It is Dina's thirty-sixth birthday. Anticipating a memorable celebration of dinner at an upscale restaurant followed later that evening with what she coins "baby night," Dina's expectations suddenly fall flat when her husband Mark calmly and unemotionally announces that he's calling it quits after "fifteen years of a pretty damn good marriage." Trying to include an encouraging tone to the awkward moment, Mark adds, "at least we're doing this before we had kids." Mark reasons that it makes perfect sense to divorce since he's found his soul mate. As Dina is about to enter a new yet abrupt phase in her life, she has no idea how it will unfold, especially when she starts a home catering business. Laced with comedy amid turmoil, White's latest novel is full of surprises, including a window into the author's brief stint as a party planner. The pacing is swift, and the characters are engaging from the start. Now rocked by circumstance, can the insecure Dina build a new future?
PART ONE
Chapter 1
News at Seven
On the evening of my thirty-sixth birthday, my husband, Mark, announced our marriage was over. We were squeezed into a booth only an anorexic could love at Winners Circle, an upscale restaurant of our Boca Raton country club, Boca Forest, when Mark delivered his pink slip version of a break-up notice.
"Dina," he said, "we’ve had almost fifteen years of a pretty damn good marriage, but you know as well as I that we were never truly meant to be together."
I knew no such thing, but at least he didn’t say that we’d never been soul mates. As two of the many transplanted Manhattanites now living in Boca Raton, Mark and I shied away from the terms du jour we mocked throughout our marriage – such as "soul mates" and most currently, "baby night," which actually was supposed to be my birthday present. Then, in an assuaging tone he added, "at least we’re doing this before we had kids."
Although Mark meant it as a good thing, whatever composure I was clinging to took a nosedive and I lost it. It’s not that I gave up my self-control or calm; I mean I literally lost most of the poached oyster appetizer I’d just ingested.
Catching the bulk of it in an oversized black napkin that Winners Circle courteously provides to prevent renegade white-napkin lint from sticking to the basic black many women still wore, a stray, slimy clump remained lodged in my throat. My last thought before almost passing out was if someone doesn’t do a Heimlich on me in the next thirty seconds, my husband’s going to be a widower and won’t even have to pay alimony. In a last-ditch effort I coughed up the offending mollusk and added it to the mess in the napkin, averting a stain on my consignment shop St. John black knit outfit.

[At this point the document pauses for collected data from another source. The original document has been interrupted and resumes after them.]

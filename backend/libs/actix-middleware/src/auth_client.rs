//! HTTP client for the auth service `/validate` endpoint
//!
//! One client is built at startup and shared by every worker. Each call is a
//! single attempt: no retry, no caching of results.

use crate::correlation_id::CORRELATION_ID_HEADER;
use reqwest::{Client, StatusCode};
use serde::{Deserialize, Serialize};
use std::time::Duration;

#[derive(Debug, thiserror::Error)]
pub enum ValidationError {
    #[error("auth service unreachable: {0}")]
    Unreachable(String),

    #[error("auth service did not answer in time")]
    Timeout,

    #[error("auth service rejected token with status {0}")]
    Rejected(u16),

    #[error("auth service reported token as invalid")]
    NotValid,

    #[error("malformed validation response: {0}")]
    MalformedResponse(String),
}

impl ValidationError {
    /// Whether the caller should be answered with 401
    ///
    /// Transport failures are indistinguishable from an invalid token to the
    /// client; only an undecodable success body is a server-side fault.
    pub fn is_unauthorized(&self) -> bool {
        !matches!(self, ValidationError::MalformedResponse(_))
    }
}

#[derive(Debug, Serialize)]
struct ValidateTokenRequest<'a> {
    token: &'a str,
}

/// Body returned by `POST /validate`
#[derive(Debug, Clone, Serialize, Deserialize, PartialEq, Eq)]
pub struct ValidateTokenResponse {
    pub valid: bool,
    #[serde(default)]
    pub username: Option<String>,
}

#[derive(Debug, Clone)]
pub struct AuthServiceClient {
    http: Client,
    validate_url: String,
}

impl AuthServiceClient {
    /// Build a client for `validate_url`; `None` leaves the call unbounded
    pub fn new(
        validate_url: impl Into<String>,
        timeout: Option<Duration>,
    ) -> Result<Self, reqwest::Error> {
        let mut builder = Client::builder();
        if let Some(timeout) = timeout {
            builder = builder.timeout(timeout);
        }

        Ok(Self {
            http: builder.build()?,
            validate_url: validate_url.into(),
        })
    }

    pub fn validate_url(&self) -> &str {
        &self.validate_url
    }

    /// Ask the auth service whether `token` is valid and return its username
    pub async fn validate(
        &self,
        token: &str,
        correlation_id: Option<&str>,
    ) -> Result<String, ValidationError> {
        let mut request = self
            .http
            .post(&self.validate_url)
            .json(&ValidateTokenRequest { token });
        if let Some(id) = correlation_id {
            request = request.header(CORRELATION_ID_HEADER, id);
        }

        let response = request.send().await.map_err(transport_error)?;

        let status = response.status();
        if status != StatusCode::OK {
            return Err(ValidationError::Rejected(status.as_u16()));
        }

        let body: ValidateTokenResponse = response.json().await.map_err(|e| {
            if e.is_timeout() {
                ValidationError::Timeout
            } else {
                ValidationError::MalformedResponse(e.to_string())
            }
        })?;

        if !body.valid {
            return Err(ValidationError::NotValid);
        }

        match body.username {
            Some(username) if !username.is_empty() => Ok(username),
            _ => Err(ValidationError::MalformedResponse(
                "username missing from successful validation".to_string(),
            )),
        }
    }
}

fn transport_error(e: reqwest::Error) -> ValidationError {
    if e.is_timeout() {
        ValidationError::Timeout
    } else {
        ValidationError::Unreachable(e.to_string())
    }
}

"Madam is fine?" said a nearby server with a slight unidentifiable foreign accent, possibly from south Jersey.
"Yes, my wife is fine," said Mark, using that term without the ex in front of it for perhaps the last time.
The waiter bowed his head and retreated, hands held in the popular Praying Mantis fashion, until reaching his corner where he visually connected with Leo, our pit bull of a maître d’, nodding that the crisis had passed.
"Why?" I said, croaking it out.
"I’ve met someone. She’s my soul mate."